ABOUT THIS EXERCISE: All lines below containing the string "ratatui" are to be copied.

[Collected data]
#####
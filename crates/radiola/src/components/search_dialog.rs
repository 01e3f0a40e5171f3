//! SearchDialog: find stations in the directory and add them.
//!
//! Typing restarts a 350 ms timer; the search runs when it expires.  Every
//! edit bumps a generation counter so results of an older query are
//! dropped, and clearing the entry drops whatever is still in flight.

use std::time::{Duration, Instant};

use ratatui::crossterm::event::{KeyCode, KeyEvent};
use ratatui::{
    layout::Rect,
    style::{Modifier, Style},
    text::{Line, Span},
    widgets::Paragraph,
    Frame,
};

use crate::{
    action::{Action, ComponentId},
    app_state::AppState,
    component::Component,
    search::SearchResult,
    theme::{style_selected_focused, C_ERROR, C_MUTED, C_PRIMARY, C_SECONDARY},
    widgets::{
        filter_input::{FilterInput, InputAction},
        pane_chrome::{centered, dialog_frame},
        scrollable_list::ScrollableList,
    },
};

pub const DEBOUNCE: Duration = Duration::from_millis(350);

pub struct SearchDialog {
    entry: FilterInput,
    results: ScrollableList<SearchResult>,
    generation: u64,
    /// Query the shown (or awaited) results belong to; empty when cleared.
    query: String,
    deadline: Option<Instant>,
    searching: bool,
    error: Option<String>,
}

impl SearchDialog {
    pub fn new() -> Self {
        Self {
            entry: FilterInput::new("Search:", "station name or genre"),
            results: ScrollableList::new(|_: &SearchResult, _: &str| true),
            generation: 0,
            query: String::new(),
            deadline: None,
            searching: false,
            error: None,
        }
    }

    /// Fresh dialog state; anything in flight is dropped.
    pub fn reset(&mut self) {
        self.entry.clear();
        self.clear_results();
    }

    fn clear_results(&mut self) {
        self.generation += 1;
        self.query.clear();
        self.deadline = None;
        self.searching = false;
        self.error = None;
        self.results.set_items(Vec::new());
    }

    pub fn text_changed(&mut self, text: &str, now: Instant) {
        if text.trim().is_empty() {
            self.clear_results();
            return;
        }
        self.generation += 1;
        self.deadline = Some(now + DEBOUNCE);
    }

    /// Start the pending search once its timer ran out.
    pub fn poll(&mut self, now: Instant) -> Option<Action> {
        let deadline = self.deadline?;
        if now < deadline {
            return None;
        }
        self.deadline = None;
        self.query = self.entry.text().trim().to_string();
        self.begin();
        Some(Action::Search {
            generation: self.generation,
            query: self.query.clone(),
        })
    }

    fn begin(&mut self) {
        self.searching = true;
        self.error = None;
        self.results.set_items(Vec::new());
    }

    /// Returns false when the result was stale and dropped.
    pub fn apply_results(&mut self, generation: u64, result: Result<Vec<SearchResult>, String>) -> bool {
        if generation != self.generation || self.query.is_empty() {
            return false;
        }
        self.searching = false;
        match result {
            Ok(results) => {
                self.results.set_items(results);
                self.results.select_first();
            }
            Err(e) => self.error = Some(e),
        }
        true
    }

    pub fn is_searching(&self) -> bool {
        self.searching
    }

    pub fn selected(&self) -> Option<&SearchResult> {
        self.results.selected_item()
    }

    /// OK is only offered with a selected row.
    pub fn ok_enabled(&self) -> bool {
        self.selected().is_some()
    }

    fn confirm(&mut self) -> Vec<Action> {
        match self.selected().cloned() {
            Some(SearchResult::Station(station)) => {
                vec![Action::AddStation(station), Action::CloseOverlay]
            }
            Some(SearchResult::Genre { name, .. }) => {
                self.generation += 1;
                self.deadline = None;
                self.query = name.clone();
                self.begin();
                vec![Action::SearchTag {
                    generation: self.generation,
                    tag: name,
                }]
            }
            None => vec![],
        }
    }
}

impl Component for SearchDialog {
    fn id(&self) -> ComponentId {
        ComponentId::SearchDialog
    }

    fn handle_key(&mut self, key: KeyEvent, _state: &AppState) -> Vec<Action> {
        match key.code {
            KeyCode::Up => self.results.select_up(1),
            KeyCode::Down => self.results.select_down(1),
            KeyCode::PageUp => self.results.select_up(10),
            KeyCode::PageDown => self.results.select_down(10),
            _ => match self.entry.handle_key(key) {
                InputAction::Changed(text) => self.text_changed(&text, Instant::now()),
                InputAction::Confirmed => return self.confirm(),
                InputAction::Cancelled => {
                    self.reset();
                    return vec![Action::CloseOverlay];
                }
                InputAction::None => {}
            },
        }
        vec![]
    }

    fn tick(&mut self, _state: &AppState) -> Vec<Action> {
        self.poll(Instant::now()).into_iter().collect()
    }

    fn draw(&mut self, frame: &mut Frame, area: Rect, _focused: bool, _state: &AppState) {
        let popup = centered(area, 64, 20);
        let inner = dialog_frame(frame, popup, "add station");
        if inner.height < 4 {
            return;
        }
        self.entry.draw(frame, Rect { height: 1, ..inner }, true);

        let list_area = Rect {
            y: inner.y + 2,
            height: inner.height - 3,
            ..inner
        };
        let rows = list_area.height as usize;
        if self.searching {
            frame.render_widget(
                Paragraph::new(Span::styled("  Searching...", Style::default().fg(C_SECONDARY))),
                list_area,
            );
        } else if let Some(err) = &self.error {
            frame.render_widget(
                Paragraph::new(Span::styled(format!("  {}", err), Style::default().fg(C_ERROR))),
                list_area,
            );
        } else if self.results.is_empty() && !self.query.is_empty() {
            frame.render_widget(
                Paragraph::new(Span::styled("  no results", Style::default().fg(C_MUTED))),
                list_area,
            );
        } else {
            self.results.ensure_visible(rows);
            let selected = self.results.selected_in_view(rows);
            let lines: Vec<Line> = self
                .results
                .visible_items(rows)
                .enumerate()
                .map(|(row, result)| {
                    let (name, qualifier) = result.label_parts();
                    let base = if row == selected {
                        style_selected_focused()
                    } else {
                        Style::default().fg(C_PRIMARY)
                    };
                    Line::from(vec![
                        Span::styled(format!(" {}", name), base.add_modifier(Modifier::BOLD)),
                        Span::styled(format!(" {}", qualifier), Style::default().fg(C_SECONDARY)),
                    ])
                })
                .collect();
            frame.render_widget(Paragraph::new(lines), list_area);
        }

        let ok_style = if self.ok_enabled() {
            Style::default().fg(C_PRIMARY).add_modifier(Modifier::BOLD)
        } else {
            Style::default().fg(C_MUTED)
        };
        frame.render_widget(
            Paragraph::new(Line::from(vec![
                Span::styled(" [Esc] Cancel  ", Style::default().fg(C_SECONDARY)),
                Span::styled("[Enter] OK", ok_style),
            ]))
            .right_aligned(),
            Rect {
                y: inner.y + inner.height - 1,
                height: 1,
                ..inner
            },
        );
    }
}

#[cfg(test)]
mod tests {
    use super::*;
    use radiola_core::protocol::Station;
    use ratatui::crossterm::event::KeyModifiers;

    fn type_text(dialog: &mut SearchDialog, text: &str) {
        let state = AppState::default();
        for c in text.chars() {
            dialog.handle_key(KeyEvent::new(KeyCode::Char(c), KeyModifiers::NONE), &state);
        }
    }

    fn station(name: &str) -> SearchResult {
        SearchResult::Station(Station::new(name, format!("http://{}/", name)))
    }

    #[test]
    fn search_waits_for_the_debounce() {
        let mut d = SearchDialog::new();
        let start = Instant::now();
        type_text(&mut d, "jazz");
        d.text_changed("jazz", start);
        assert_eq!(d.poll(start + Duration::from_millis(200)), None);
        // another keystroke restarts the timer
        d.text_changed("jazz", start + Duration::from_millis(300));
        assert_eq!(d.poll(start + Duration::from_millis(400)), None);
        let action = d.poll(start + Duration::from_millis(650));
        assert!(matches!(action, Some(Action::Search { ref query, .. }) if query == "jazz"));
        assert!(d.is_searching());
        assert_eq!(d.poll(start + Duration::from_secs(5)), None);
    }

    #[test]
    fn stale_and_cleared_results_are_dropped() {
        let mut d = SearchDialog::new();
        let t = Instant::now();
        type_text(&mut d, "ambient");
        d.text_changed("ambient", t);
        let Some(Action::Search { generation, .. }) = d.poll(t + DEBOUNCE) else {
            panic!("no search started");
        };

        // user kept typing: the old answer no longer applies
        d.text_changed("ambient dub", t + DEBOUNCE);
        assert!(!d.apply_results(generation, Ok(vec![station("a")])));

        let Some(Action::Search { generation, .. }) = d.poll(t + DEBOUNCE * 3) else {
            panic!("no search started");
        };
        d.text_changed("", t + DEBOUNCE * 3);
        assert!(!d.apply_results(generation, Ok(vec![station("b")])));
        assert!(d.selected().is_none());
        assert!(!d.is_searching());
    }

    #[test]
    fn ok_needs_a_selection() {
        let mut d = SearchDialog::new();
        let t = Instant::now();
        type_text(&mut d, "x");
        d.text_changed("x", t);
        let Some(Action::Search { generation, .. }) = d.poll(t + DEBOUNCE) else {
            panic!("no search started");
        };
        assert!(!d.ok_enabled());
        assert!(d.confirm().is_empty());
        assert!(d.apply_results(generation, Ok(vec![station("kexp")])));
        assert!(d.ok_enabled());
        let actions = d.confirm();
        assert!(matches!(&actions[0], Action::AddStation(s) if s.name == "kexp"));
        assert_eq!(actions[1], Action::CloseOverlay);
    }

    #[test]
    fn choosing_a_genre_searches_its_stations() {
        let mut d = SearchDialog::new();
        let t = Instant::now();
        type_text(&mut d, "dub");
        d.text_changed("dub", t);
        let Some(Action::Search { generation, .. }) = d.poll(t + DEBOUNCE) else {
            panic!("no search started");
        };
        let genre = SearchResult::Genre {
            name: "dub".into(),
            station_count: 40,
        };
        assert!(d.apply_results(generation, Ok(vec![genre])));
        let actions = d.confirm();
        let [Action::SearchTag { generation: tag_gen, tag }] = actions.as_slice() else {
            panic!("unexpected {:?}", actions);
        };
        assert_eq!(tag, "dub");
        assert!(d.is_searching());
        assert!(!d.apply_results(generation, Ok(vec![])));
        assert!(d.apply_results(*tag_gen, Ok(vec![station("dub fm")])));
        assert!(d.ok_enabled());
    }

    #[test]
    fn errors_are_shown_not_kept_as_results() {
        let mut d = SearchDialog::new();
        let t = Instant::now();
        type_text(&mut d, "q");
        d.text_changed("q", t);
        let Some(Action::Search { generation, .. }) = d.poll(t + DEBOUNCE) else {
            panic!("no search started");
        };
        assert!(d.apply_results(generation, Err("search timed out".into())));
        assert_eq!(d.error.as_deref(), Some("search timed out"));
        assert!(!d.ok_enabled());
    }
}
#####
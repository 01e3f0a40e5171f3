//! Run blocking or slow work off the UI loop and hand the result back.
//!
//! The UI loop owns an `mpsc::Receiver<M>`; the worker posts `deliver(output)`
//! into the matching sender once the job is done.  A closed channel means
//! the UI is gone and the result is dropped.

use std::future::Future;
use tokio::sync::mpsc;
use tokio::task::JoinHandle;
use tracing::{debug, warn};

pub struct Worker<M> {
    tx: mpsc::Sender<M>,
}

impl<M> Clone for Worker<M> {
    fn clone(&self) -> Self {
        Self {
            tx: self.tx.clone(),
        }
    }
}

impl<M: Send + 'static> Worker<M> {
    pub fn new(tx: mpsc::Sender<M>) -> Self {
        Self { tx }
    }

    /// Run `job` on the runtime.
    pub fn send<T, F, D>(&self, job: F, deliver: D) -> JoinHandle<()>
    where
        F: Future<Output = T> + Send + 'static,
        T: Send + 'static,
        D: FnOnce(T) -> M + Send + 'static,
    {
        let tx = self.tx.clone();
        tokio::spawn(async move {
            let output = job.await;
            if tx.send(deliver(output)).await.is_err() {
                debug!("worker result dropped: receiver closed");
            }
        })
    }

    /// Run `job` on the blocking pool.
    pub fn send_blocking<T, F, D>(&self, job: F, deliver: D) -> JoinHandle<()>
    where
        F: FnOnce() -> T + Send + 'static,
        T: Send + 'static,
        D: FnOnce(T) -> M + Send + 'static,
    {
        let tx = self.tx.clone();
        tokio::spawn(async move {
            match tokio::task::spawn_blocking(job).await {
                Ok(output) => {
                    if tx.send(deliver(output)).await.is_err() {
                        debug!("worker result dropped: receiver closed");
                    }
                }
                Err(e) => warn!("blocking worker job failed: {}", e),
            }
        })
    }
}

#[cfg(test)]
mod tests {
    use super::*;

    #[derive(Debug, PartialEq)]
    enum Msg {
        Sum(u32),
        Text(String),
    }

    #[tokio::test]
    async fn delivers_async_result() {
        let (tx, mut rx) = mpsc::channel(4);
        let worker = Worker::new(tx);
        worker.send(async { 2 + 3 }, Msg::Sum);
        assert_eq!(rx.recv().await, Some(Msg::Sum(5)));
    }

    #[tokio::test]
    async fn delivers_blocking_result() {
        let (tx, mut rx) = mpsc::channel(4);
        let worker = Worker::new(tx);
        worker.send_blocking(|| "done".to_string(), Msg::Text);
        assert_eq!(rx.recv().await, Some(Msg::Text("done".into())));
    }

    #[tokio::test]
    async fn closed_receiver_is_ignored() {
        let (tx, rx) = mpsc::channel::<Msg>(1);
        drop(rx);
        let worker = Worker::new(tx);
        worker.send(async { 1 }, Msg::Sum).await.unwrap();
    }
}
#####
SOLUTION TO THIS PROBLEM:
use ratatui::crossterm::event::{KeyCode, KeyEvent};
use ratatui::{
    use ratatui::crossterm::event::KeyModifiers;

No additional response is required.